In oncology a feature of tumour growth is the development of a good blood supply to provide the oxygen and nutrients necessary for cellular replication. The new tumour vessels are inherently leaky compared with normal blood vessels. This is due to wide inter-endothelial junctions, large numbers of fenestrae and transendothelial channels formed by vesicles as well as discontinuous or absent basement membranes [5,6]. As a result, capillary permeability of the endothelial barrier in newly vascularised tumours is significantly greater than that of normal tissues [7]. This may lead to increased uptake of some agents since this is a function of both local blood flow and microvascular permeability. The amount of tissue accumulation of a conjugate is proportional to plasma clearance. The enhanced permeability and retention (due to poor lymphatic drainage of the tumour) may lead to prolonged accumulation and retention of macromolecules in tumour interstitium [8].

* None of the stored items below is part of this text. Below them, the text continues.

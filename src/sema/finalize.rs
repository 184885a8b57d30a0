// src/sema/finalize.rs
//! Module finalization: the delayed-task fixpoint and the reachability walk
//! that orders types and modules for the code generators.

use std::rc::Rc;

use rustc_hash::{FxHashMap, FxHashSet};

use crate::frontend::Span;
use crate::module::ModuleDef;
use crate::sema::context::{DelayedTask, Typer};
use crate::sema::types::{
    BuildState, ClassRef, EnumRef, TExprKind, Type, TypeDecl, TypePath, TypedExpr,
};
use crate::sema::unify::follow;
use crate::sema::TypeResult;

impl Typer {
    /// Enqueue a task to run at finalization.
    pub fn delay(&self, task: DelayedTask) {
        self.g.delayed.borrow_mut().push_back(task);
    }

    /// Drain the delayed queue until empty. Tasks may enqueue more tasks;
    /// the loop runs to fixpoint, so a second call on a finalized context is
    /// a no-op.
    pub fn finalize(&mut self) -> TypeResult<()> {
        loop {
            let task = self.g.delayed.borrow_mut().pop_front();
            match task {
                Some(task) => task(self)?,
                None => break,
            }
        }
        Ok(())
    }

    /// Walk every loaded module and everything reachable from static
    /// initializers; returns the ordered types and their modules. With a
    /// `main` class, a synthetic `@Main` entry invoking its static `main`
    /// is appended last.
    pub fn generate(
        &mut self,
        main_class: Option<&str>,
        excludes: &[TypePath],
    ) -> TypeResult<(Vec<TypeDecl>, Vec<Rc<ModuleDef>>)> {
        let modules = self.g.module_order.borrow().clone();
        let mut walker = Walker {
            types: Vec::new(),
            states: FxHashMap::default(),
            statics_walked: FxHashSet::default(),
            stack: Vec::new(),
            excludes,
        };
        for module in &modules {
            for decl in &module.types {
                walker.walk_decl(decl);
            }
        }

        if let Some(main_path) = main_class {
            let span = Span::default();
            let module = self.load_module(main_path, span)?;
            let Some(TypeDecl::Class(main_c)) = module.main_type() else {
                return Err(self.err_custom(
                    format!("Invalid -main : {main_path} is not a class"),
                    span,
                ));
            };
            let main_field = main_c.borrow().find_static("main");
            let Some(main_field) = main_field else {
                return Err(self.err_custom(
                    format!("Invalid -main : {main_path} does not have static function main"),
                    span,
                ));
            };
            let ret = match follow(&main_field.field_type()) {
                Type::Fun(args, ret) if args.is_empty() => (*ret).clone(),
                _ => {
                    return Err(self.err_custom(
                        format!("Invalid -main : {main_path}.main cannot be called"),
                        span,
                    ));
                }
            };
            let call = TypedExpr::new(
                TExprKind::Call(
                    Box::new(TypedExpr::new(
                        TExprKind::StaticField(main_c.clone(), "main".to_string()),
                        main_field.field_type(),
                        span,
                    )),
                    Vec::new(),
                ),
                ret,
                span,
            );
            let entry = crate::sema::types::ClassDef::new(TypePath::plain("@Main"));
            entry.borrow_mut().init = Some(call);
            walker.walk_decl(&TypeDecl::Class(entry));
        }

        let emitted: FxHashSet<usize> = walker.types.iter().map(decl_key).collect();
        // Re-read the cache: the main class may have loaded a module since
        // the snapshot.
        let modules_out = self
            .g
            .module_order
            .borrow()
            .iter()
            .filter(|m| m.types.iter().any(|d| emitted.contains(&decl_key(d))))
            .cloned()
            .collect();
        Ok((walker.types, modules_out))
    }
}

fn decl_key(decl: &TypeDecl) -> usize {
    match decl {
        TypeDecl::Class(c) => Rc::as_ptr(c) as usize,
        TypeDecl::Enum(e) => Rc::as_ptr(e) as usize,
        TypeDecl::Alias(a) => Rc::as_ptr(a) as usize,
    }
}

struct Walker<'a> {
    types: Vec<TypeDecl>,
    states: FxHashMap<usize, BuildState>,
    /// Static initializers are walked once, whatever the entry path.
    statics_walked: FxHashSet<usize>,
    stack: Vec<TypePath>,
    excludes: &'a [TypePath],
}

impl Walker<'_> {
    fn walk_decl(&mut self, decl: &TypeDecl) {
        let key = decl_key(decl);
        match self.states.get(&key) {
            Some(BuildState::Done) => return,
            Some(BuildState::Generating) => {
                // A static-initialization cycle; report and let both sides
                // complete.
                let against = self
                    .stack
                    .last()
                    .map(|p| p.to_string())
                    .unwrap_or_default();
                tracing::warn!(
                    "maybe loop in static generation of {} against {}",
                    decl.path(),
                    against
                );
                return;
            }
            _ => {}
        }
        self.states.insert(key, BuildState::Generating);
        if let TypeDecl::Class(c) = decl {
            c.borrow_mut().build_state = BuildState::Generating;
        }
        self.stack.push(decl.path());

        let excluded = self.excludes.contains(&decl.path());
        match decl {
            TypeDecl::Class(c) => {
                if excluded {
                    let mut def = c.borrow_mut();
                    def.is_extern = true;
                    def.init = None;
                }
                let (sup, interfaces, init, statics) = {
                    let def = c.borrow();
                    (
                        def.super_class.as_ref().map(|(s, _)| s.clone()),
                        def.implements.iter().map(|(i, _)| i.clone()).collect::<Vec<_>>(),
                        def.init.clone(),
                        def.statics.clone(),
                    )
                };
                if let Some(sup) = sup {
                    self.walk_class(&sup);
                }
                for i in interfaces {
                    self.walk_class(&i);
                }
                if !excluded {
                    if let Some(init) = init {
                        self.walk_expr(&init);
                    }
                    for f in statics {
                        if self.statics_walked.insert(Rc::as_ptr(&f) as usize) {
                            let expr = f.expr.borrow().clone();
                            if let Some(expr) = expr {
                                self.walk_expr(&expr);
                            }
                        }
                    }
                }
            }
            TypeDecl::Enum(_) | TypeDecl::Alias(_) => {}
        }

        self.stack.pop();
        self.states.insert(key, BuildState::Done);
        if let TypeDecl::Class(c) = decl {
            c.borrow_mut().build_state = BuildState::Done;
        }
        self.types.push(decl.clone());
    }

    fn walk_class(&mut self, c: &ClassRef) {
        self.walk_decl(&TypeDecl::Class(c.clone()));
    }

    fn walk_enum(&mut self, e: &EnumRef) {
        self.walk_decl(&TypeDecl::Enum(e.clone()));
    }

    fn walk_expr(&mut self, e: &TypedExpr) {
        match &e.kind {
            TExprKind::TypeRef(decl) => self.walk_decl(decl),
            TExprKind::New(c, _, _) => self.walk_class(c),
            TExprKind::StaticField(c, _) => self.walk_class(c),
            TExprKind::EnumField(en, _) => self.walk_enum(en),
            TExprKind::Match(_, en, _, _) => self.walk_enum(en),
            _ => {}
        }
        e.visit_children(&mut |child| self.walk_expr(child));
    }
}

/// Flat XML rendering of a finalized declaration's `(path, params, fields)`
/// shape, as consumed by the documentation emitter.
pub fn gen_type_string(decl: &TypeDecl) -> String {
    fn attrs(path: &TypePath, params: &[crate::sema::types::TypeParam]) -> String {
        let names: Vec<&str> = params.iter().map(|p| p.name.as_str()).collect();
        format!("path=\"{}\" params=\"{}\"", path, names.join(":"))
    }
    match decl {
        TypeDecl::Class(c) => {
            let def = c.borrow();
            let mut out = format!("<class {}>", attrs(&def.path, &def.params));
            for f in &def.fields {
                out.push_str(&format!("<field name=\"{}\"/>", f.name));
            }
            out.push_str("</class>");
            out
        }
        TypeDecl::Enum(e) => {
            let def = e.borrow();
            let mut out = format!("<enum {}>", attrs(&def.path, &def.params));
            for ctor in &def.constructors {
                out.push_str(&format!("<ctor name=\"{}\"/>", ctor.name));
            }
            out.push_str("</enum>");
            out
        }
        TypeDecl::Alias(a) => {
            let def = a.borrow();
            format!("<typedef {}/>", attrs(&def.path, &def.params))
        }
    }
}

There have been a number of successes in the field of targeting diagnostic tracers to tumours, since only a relatively small number of sites within a tumour need to take up the tracer for effective imaging. However the targeting of therapeutic radiopharmaceuticals for the treatment of solid tumours is difficult and as such a number of strategies have been employed such as intralesional, intraarterial and intracavitary administration for example as in the treatment of glioma and superficial bladder cancer (see below).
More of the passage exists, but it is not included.